**Saved entries**

- Opening Delimiter -

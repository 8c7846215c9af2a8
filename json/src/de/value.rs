//! DICOM value deserialization
use std::fmt;
use std::str::FromStr;

use serde::Deserialize;

#[derive(Debug, Clone, PartialEq, Deserialize)]
pub struct DicomJsonPerson {
    #[serde(rename = "Alphabetic", default)]
    alphabetic: String,
    #[serde(rename = "Ideographic")]
    ideographic: Option<String>,
    #[serde(rename = "Phonetic")]
    phonetic: Option<String>,
}

impl fmt::Display for DicomJsonPerson {
    fn fmt(&self, f: &mut fmt::Formatter<'_>) -> fmt::Result {
        match self {
            DicomJsonPerson {
                alphabetic,
                ideographic: None,
                phonetic: None,
            } => write!(f, "{alphabetic}"),
            DicomJsonPerson {
                alphabetic,
                ideographic: Some(ideographic),
                phonetic: None,
            } => write!(f, "{alphabetic}={ideographic}"),
            DicomJsonPerson {
                alphabetic,
                ideographic: None,
                phonetic: Some(phonetic),
            } => write!(f, "{alphabetic}=={phonetic}"),
            DicomJsonPerson {
                alphabetic,
                ideographic: Some(ideographic),
                phonetic: Some(phonetic),
            } => write!(f, "{alphabetic}={ideographic}={phonetic}"),
        }
    }
}

#[derive(Debug, Clone, PartialEq, Deserialize)]
pub struct BulkDataUri(String);

impl fmt::Display for BulkDataUri {
    fn fmt(&self, f: &mut fmt::Formatter<'_>) -> fmt::Result {
        f.write_str(&self.0)
    }
}

#[derive(Debug, Clone, PartialEq, Deserialize)]
#[serde(untagged)]
pub enum NumberOrText<N> {
    Number(N),
    Text(String),
}

impl<N> NumberOrText<N>
where
    N: Clone,
    N: FromStr,
{
    pub fn to_num(&self) -> Result<N, <N as FromStr>::Err> {
        match self {
            NumberOrText::Number(num) => Ok(num.clone()),
            NumberOrText::Text(text) => text.trim().parse(),
        }
    }
}

impl<N> std::fmt::Display for NumberOrText<N>
where
    N: std::fmt::Display,
{
    fn fmt(&self, f: &mut std::fmt::Formatter<'_>) -> std::fmt::Result {
        match self {
            NumberOrText::Number(number) => std::fmt::Display::fmt(number, f),
            NumberOrText::Text(text) => f.write_str(text),
        }
    }
}

#[cfg(test)]
mod tests {
    use super::{DicomJsonPerson, NumberOrText};

    #[test]
    fn person_names_join_component_groups() {
        let p: DicomJsonPerson = serde_json::from_str(r#"{"Alphabetic": "Doe^John"}"#).unwrap();
        assert_eq!(p.to_string(), "Doe^John");

        let p: DicomJsonPerson = serde_json::from_str(
            r#"{"Alphabetic": "Yamada^Tarou", "Ideographic": "山田^太郎", "Phonetic": "やまだ^たろう"}"#,
        )
        .unwrap();
        assert_eq!(p.to_string(), "Yamada^Tarou=山田^太郎=やまだ^たろう");

        let p: DicomJsonPerson = serde_json::from_str(r#"{"Phonetic": "やまだ^たろう"}"#).unwrap();
        assert_eq!(p.to_string(), "==やまだ^たろう");
    }

    #[test]
    fn numbers_or_text() {
        let n: NumberOrText<f64> = serde_json::from_str("2.5").unwrap();
        assert_eq!(n.to_num(), Ok(2.5));

        let n: NumberOrText<f64> = serde_json::from_str("\"-inf\"").unwrap();
        assert_eq!(n.to_num(), Ok(f64::NEG_INFINITY));

        let n: NumberOrText<i64> = serde_json::from_str("\" 12 \"").unwrap();
        assert_eq!(n.to_num(), Ok(12));
        assert_eq!(n.to_string(), " 12 ");
    }
}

- Closing Delimiter -

**TO DO**
List the lines of the entries that include "NumberOrText".

**YOUR RESPONSE**
pub enum NumberOrText<N> {
impl<N> NumberOrText<N>
            NumberOrText::Number(num) => Ok(num.clone()),
            NumberOrText::Text(text) => text.trim().parse(),
impl<N> std::fmt::Display for NumberOrText<N>
            NumberOrText::Number(number) => std::fmt::Display::fmt(number, f),
            NumberOrText::Text(text) => f.write_str(text),
    use super::{DicomJsonPerson, NumberOrText};
        let n: NumberOrText<f64> = serde_json::from_str("2.5").unwrap();
        let n: NumberOrText<f64> = serde_json::from_str("\"-inf\"").unwrap();
        let n: NumberOrText<i64> = serde_json::from_str("\" 12 \"").unwrap();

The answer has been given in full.